:: EXERCISE AIM ::
Search the records below for the word "Option". Copy each line where it occurs.

:: DATA FOR THE TASK ::
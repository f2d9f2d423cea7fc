//! Compiled output
//!
//! A [`CompiledPackage`] holds everything a sheet writer needs, in write
//! order. It is produced whole or not at all: a failed compilation yields an
//! error and no package.

use std::fmt;

use tablecloth_core::{
    CellFormat, CellRange, CompiledCheck, Error, ListSource, Platform, ValidationRule, Value,
};

use crate::layout::TableLayout;
use crate::resolver::{EnumSheet, LookupRegistry};

/// A non-fatal problem found while compiling
#[derive(Debug, Clone, PartialEq)]
pub enum CompileWarning {
    /// An unsupported constraint was skipped (best-effort mode)
    Skipped(Error),
    /// Enum values a spreadsheet would read as formulas or escapes
    FormulaLikeEnum {
        table: String,
        field: String,
        values: Vec<String>,
    },
}

impl fmt::Display for CompileWarning {
    fn fmt(&self, f: &mut fmt::Formatter<'_>) -> fmt::Result {
        match self {
            CompileWarning::Skipped(err) => write!(f, "Skipped: {}", err),
            CompileWarning::FormulaLikeEnum {
                table,
                field,
                values,
            } => write!(
                f,
                "Enum values of {}.{} start with +, = or ' ({}) and may be read as formulas",
                table,
                field,
                values.join(", ")
            ),
        }
    }
}

/// Compiled validation of one column
#[derive(Debug, Clone, PartialEq)]
pub struct CompiledColumn {
    /// Field name
    pub field: String,
    /// Column index (0-based)
    pub column: u16,
    /// Data cells the rule and highlight apply to
    pub range: CellRange,
    /// Checks, in compile order, with their realization
    pub checks: Vec<CompiledCheck>,
    /// The column's data-validation rule
    pub rule: Option<ValidationRule>,
    /// Formula checks not covered by a native `rule` (enforced by the highlight)
    pub companion_formula: Option<String>,
    /// Conditional-format formula, TRUE for invalid cells
    pub highlight: Option<String>,
}

/// A compiled table
#[derive(Debug, Clone, PartialEq)]
pub struct CompiledSheet {
    /// Table name
    pub table: String,
    /// Sheet layout
    pub layout: TableLayout,
    /// Columns, in field order
    pub columns: Vec<CompiledColumn>,
}

impl CompiledSheet {
    /// Get the compiled column of a field
    pub fn column(&self, field: &str) -> Option<&CompiledColumn> {
        self.columns.iter().find(|c| c.field == field)
    }
}

/// A compiled package, ready to be written
#[derive(Debug, Clone, PartialEq)]
pub struct CompiledPackage {
    /// Target platform
    pub platform: Platform,
    /// Table names, in write order
    pub order: Vec<String>,
    /// Hidden sheet of enum lists, written before any table
    pub enum_sheet: Option<EnumSheet>,
    /// Compiled tables, in write order
    pub sheets: Vec<CompiledSheet>,
    /// Lookup ranges of every table column
    pub lookups: LookupRegistry,
    /// Format the highlights apply to invalid cells
    pub invalid_format: CellFormat,
    /// Non-fatal problems
    pub warnings: Vec<CompileWarning>,
}

impl CompiledPackage {
    /// Get a compiled table by name
    pub fn sheet(&self, table: &str) -> Option<&CompiledSheet> {
        self.sheets.iter().find(|s| s.table == table)
    }

    /// Get the compiled column of a field
    pub fn column(&self, table: &str, field: &str) -> Option<&CompiledColumn> {
        self.sheet(table).and_then(|s| s.column(field))
    }

    /// Values a list accepts, when known at compile time
    ///
    /// Literal lists and enum-sheet ranges are known. Foreign key ranges hold
    /// whatever is entered in the referenced column, so they return `None`.
    pub fn permissible_values(&self, source: &ListSource) -> Option<Vec<Value>> {
        match source {
            ListSource::Literal(values) => Some(values.clone()),
            ListSource::Range(lookup) => {
                let sheet = self.enum_sheet.as_ref()?;
                if lookup.sheet != sheet.name {
                    return None;
                }
                sheet.values(lookup.column).map(<[Value]>::to_vec)
            }
        }
    }
}

#[cfg(test)]
mod tests {
    use super::*;
    use tablecloth_core::{ConstraintKind, FieldType};

    #[test]
    fn test_warning_display() {
        let warning = CompileWarning::Skipped(Error::UnsupportedConstraint {
            table: "t".into(),
            field: "f".into(),
            constraint: ConstraintKind::Pattern,
            field_type: FieldType::String,
            platform: Platform::Excel,
        });
        assert_eq!(
            warning.to_string(),
            "Skipped: Constraint 'pattern' on t.f (string) is not supported by Excel"
        );

        let warning = CompileWarning::FormulaLikeEnum {
            table: "t".into(),
            field: "f".into(),
            values: vec!["=1".into()],
        };
        assert!(warning.to_string().contains("(=1)"));
    }
}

:: OUTPUT FOR THIS EXERCISE ::
    pub rule: Option<ValidationRule>,
    pub companion_formula: Option<String>,
    pub highlight: Option<String>,
    pub fn column(&self, field: &str) -> Option<&CompiledColumn> {
    pub enum_sheet: Option<EnumSheet>,
    pub fn sheet(&self, table: &str) -> Option<&CompiledSheet> {
    pub fn column(&self, table: &str, field: &str) -> Option<&CompiledColumn> {
    pub fn permissible_values(&self, source: &ListSource) -> Option<Vec<Value>> {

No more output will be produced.